Buster Sandbox Analyzer

Discussion in 'other anti-malware software' started by Buster_BSA, Feb 27, 2014.

Thread Status:
Not open for further replies.
  1. Buster_BSA

    Buster_BSA Registered Member

    Joined:
    Nov 29, 2009
    Posts:
    560
    I made two small changes to BSA 1.88:

    The first change consists that at Windows Shell if you right-click a file and select "Analyze in BSA", only that file will be analyzed. If you want to analyze a folder, then select the folder, right-click it and select "Analyze in BSA".

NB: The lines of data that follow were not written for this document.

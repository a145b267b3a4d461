//! Schedule auto-tuning for tunebridge modules.

pub mod builder;
pub mod database;
pub mod record;
pub mod runner;
pub mod scheduler;
pub mod search;
pub mod tuner;

pub use builder::*;
pub use database::*;
pub use record::*;
pub use runner::*;
pub use scheduler::*;
pub use search::*;
pub use tuner::*;
impl TuningDatabase {
    /// Open the database in `dir`, creating the directory and empty files if needed.
    pub fn open_or_create(dir: &Path) -> Result<Self> {
        fs::create_dir_all(dir).map_err(|err| Error::io(dir, err))?;
        for name in [WORKLOAD_FILE, RECORD_FILE] {
            let path = dir.join(name);
            OpenOptions::new()
                .create(true)
                .append(true)
                .open(&path)
                .map_err(|err| Error::io(&path, err))?;
            seal_tail(&path)?;
        }
        Self::load(dir)
    }

    /// Open a database that must already exist.
    pub fn open_existing(dir: &Path) -> Result<Self> {
        if !Self::exists(dir) {
            return Err(Error::DatabaseNotFound {
                path: dir.to_path_buf(),
            });
        }
        Self::load(dir)
    }

    pub fn exists(dir: &Path) -> bool {
        dir.is_dir() && dir.join(WORKLOAD_FILE).is_file()
    }

    fn load(dir: &Path) -> Result<Self> {
        let workloads = read_lines(&dir.join(WORKLOAD_FILE))?;
        let records = if dir.join(RECORD_FILE).is_file() {
            read_lines(&dir.join(RECORD_FILE))?
        } else {
            Vec::new()
        };
        debug!(
            dir = %dir.display(),
            workloads = workloads.len(),
            records = records.len(),
            "opened tuning database"
        );
        Ok(Self {
            dir: dir.to_path_buf(),
            workloads,
            records,
        })
    }

    pub fn dir(&self) -> &Path {
        &self.dir
    }

    pub fn workloads(&self) -> &[Workload] {
        &self.workloads
    }

    pub fn records(&self) -> &[TrialRecord] {
        &self.records
    }

    pub fn len(&self) -> usize {
        self.records.len()
    }

    pub fn is_empty(&self) -> bool {
        self.records.is_empty()
    }

    /// Target kind the database is bound to, if any workload was committed.
    pub fn target_kind(&self) -> Option<TargetKind> {
        self.workloads.first().map(|workload| workload.target_kind)
    }

    pub fn ensure_target(&self, requested: TargetKind) -> Result<()> {
        match self.target_kind() {
            Some(found) if found != requested => Err(Error::TargetMismatch {
                path: self.dir.clone(),
                found: found.to_string(),
                requested: requested.to_string(),
            }),
            _ => Ok(()),
        }
    }

    pub fn workload(&self, signature: &str) -> Option<&Workload> {
        self.workloads
            .iter()
            .find(|workload| workload.signature == signature)
    }

    /// Id of the workload for `signature`, appending a new index entry if needed.
    pub fn commit_workload(&mut self, signature: &str, kind: TargetKind) -> Result<usize> {
        self.ensure_target(kind)?;
        if let Some(existing) = self.workload(signature) {
            return Ok(existing.id);
        }
        let workload = Workload {
            id: self.workloads.len(),
            signature: signature.to_string(),
            target_kind: kind,
        };
        append_line(&self.dir.join(WORKLOAD_FILE), &workload)?;
        let id = workload.id;
        self.workloads.push(workload);
        Ok(id)
    }

    pub fn commit_record(&mut self, record: TrialRecord) -> Result<()> {
        append_line(&self.dir.join(RECORD_FILE), &record)?;
        self.records.push(record);
        Ok(())
    }

    /// Records for `signature`. The items borrow only the database.
    pub fn records_for<'a, 's>(
        &'a self,
        signature: &'s str,
    ) -> impl Iterator<Item = &'a TrialRecord> + 's
    where
        'a: 's,
    {
        self.records
            .iter()
            .filter(move |record| record.signature == signature)
    }

    /// Lowest-latency successful record for `signature`. Failed builds never qualify.
    pub fn best_for(&self, signature: &str) -> Option<&TrialRecord> {
        self.records_for(signature)
            .filter_map(|record| record.latency_ms().map(|latency| (latency, record)))
            .min_by(|(a, _), (b, _)| a.total_cmp(b))
            .map(|(_, record)| record)
    }

    pub fn stats_for(&self, signature: &str) -> WorkloadStats {
        let mut stats = WorkloadStats::default();
        for record in self.records_for(signature) {
            stats.trials += 1;
            match record.latency_ms() {
                Some(latency) => {
                    stats.successes += 1;
                    stats.best_latency_ms = Some(
                        stats
                            .best_latency_ms
                            .map_or(latency, |best| best.min(latency)),
                    );
                }
                None => stats.failures += 1,
            }
        }
        stats
    }

    pub fn tried_schedules(&self, signature: &str) -> HashSet<Schedule> {
        self.records_for(signature)
            .map(|record| record.schedule)
            .collect()
    }

    /// Inspect `dir` without creating anything.
    pub fn summarize(dir: &Path) -> Result<DatabaseSummary> {
        let exists = dir.is_dir();
        let mut files = Vec::new();
        if exists {
            for entry in fs::read_dir(dir).map_err(|err| Error::io(dir, err))? {
                let entry = entry.map_err(|err| Error::io(dir, err))?;
                if entry.path().is_file() {
                    files.push(entry.file_name().to_string_lossy().into_owned());
                }
            }
            files.sort();
        }
        let (workload_count, record_count, target_kind) = if Self::exists(dir) {
            let db = Self::load(dir)?;
            (db.workloads.len(), db.records.len(), db.target_kind())
        } else {
            (0, 0, None)
        };
        Ok(DatabaseSummary {
            path: dir.to_path_buf(),
            exists,
            has_workload_file: dir.join(WORKLOAD_FILE).is_file(),
            has_record_file: dir.join(RECORD_FILE).is_file(),
            has_artifact: dir.join(artifact_file_name()).is_file(),
            file_count: files.len(),
            files,
            workload_count,
            record_count,
            target_kind,
        })
    }
}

    The second change consists that from command line you can analyze just one file using the modifier "-i" or "-file". Example:

    Code:
    bsa.exe -s 30 -i c:\test\notepad.exe
    You can get the updated release from here.
     
  2. chris1341

    chris1341 Guest

    Hi Buster, nice to see BSA back :thumb:

    I take it the Invicea inject.dll fix has resurrected the product?

    Thanks
     
  3. Buster_BSA

    Buster_BSA Registered Member

    Joined:
    Nov 29, 2009
    Posts:
    560
    I am still cautious about the InjectDLL fix and I do not want to announce Sandboxie 4.09.01+ is compatible with BSA until more people make their test and write their opinions. At the moment I just can say that the fix looks promising for BSA users. :)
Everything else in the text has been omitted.